I like to use BS for parsing,still same speed as here use lxml as parser.

import requests
from bs4 import BeautifulSoup

url = 'http://httpbin.org/xml'
response = requests.get(url)
soup = BeautifulSoup(response.content, 'lxml')
title = soup.select_one('title')
print(title)
print(title.text)

Output:<title>Wake up to WonderWidgets!</title>
Wake up to WonderWidgets!

RE: Best way to process large/complex XML/schema ? - MDRI - May-14-2021

Thanks for your response.

I like to upload a complex xml message to share here, so we can look , how the above code work.

What is the upload limitation in this forum?

I did not see an upload option . Is it feasible?

Shall I upload to google drive and share link here?

Thanks for your guidance.

RE: Best way to process large/complex XML/schema ? - snippsat - May-15-2021

(May-14-2021, 06:42 PM)MDRI Wrote: Shall I upload to google drive and share link here?

That the best is file is large.
Usually can short down the xml file so have sample file to try different stuff on.
You could also to some training on smaller sample file if you new to lxml/BS.

RE: Best way to process large/complex XML/schema ? - MDRI - May-15-2021

Thanks for your reply.

I am attaching a .xml file extracted from big xml to show . It has complexly nested structure and it has its .xsd as well.

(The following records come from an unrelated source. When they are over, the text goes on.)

//! 可观测性

use tracing_subscriber::{fmt, prelude::*, EnvFilter};

/// 安装全局 subscriber：默认 info，可用 RUST_LOG 覆盖；重复调用不报错
pub fn init() {
    let filter = EnvFilter::try_from_default_env().unwrap_or_else(|_| EnvFilter::new("info"));
    let _ = tracing_subscriber::registry()
        .with(filter)
        .with(fmt::layer())
        .try_init();
}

The header portion looks like

<?xml version="1.0" encoding="UTF-8"?>
 
<!--Sample XML file generated by XMLSpy v2016 rel. 2 sp1 (x64) (http://www.altova.com)-->
 
-<DataFileForEFDS>
 
<ReturnCount>0</ReturnCount>
 
 
-<DataRecord>
 
<SubmissionId>00000000000000002222</SubmissionId>
 
<DLN>12345678901234</DLN>
 
<ElectronicPostmark>2001-12-17T09:30:47Z</ElectronicPostmark>
 
<ETIN>String</ETIN>
 
<TransmitterIPAddress>String</TransmitterIPAddress>
 
<TransmitterTimestamp>2001-12-17T09:30:47Z</TransmitterTimestamp>
 
<ReservedIPAddressCd>String</ReservedIPAddressCd>
 
<MeFRuleNumber>String</MeFRuleNumber>
 
<MeFRuleNumber>String</MeFRuleNumber>
 
 
-<Return returnVersion="String">
 
 
-<ReturnData documentCnt="2">

Are you able to point me to a code snippet /template to process this XML ?

Thanks for your guidance.

RE: Best way to process large/complex XML/schema ? - snippsat - May-15-2021

Here a example of how i would read it and parse some data.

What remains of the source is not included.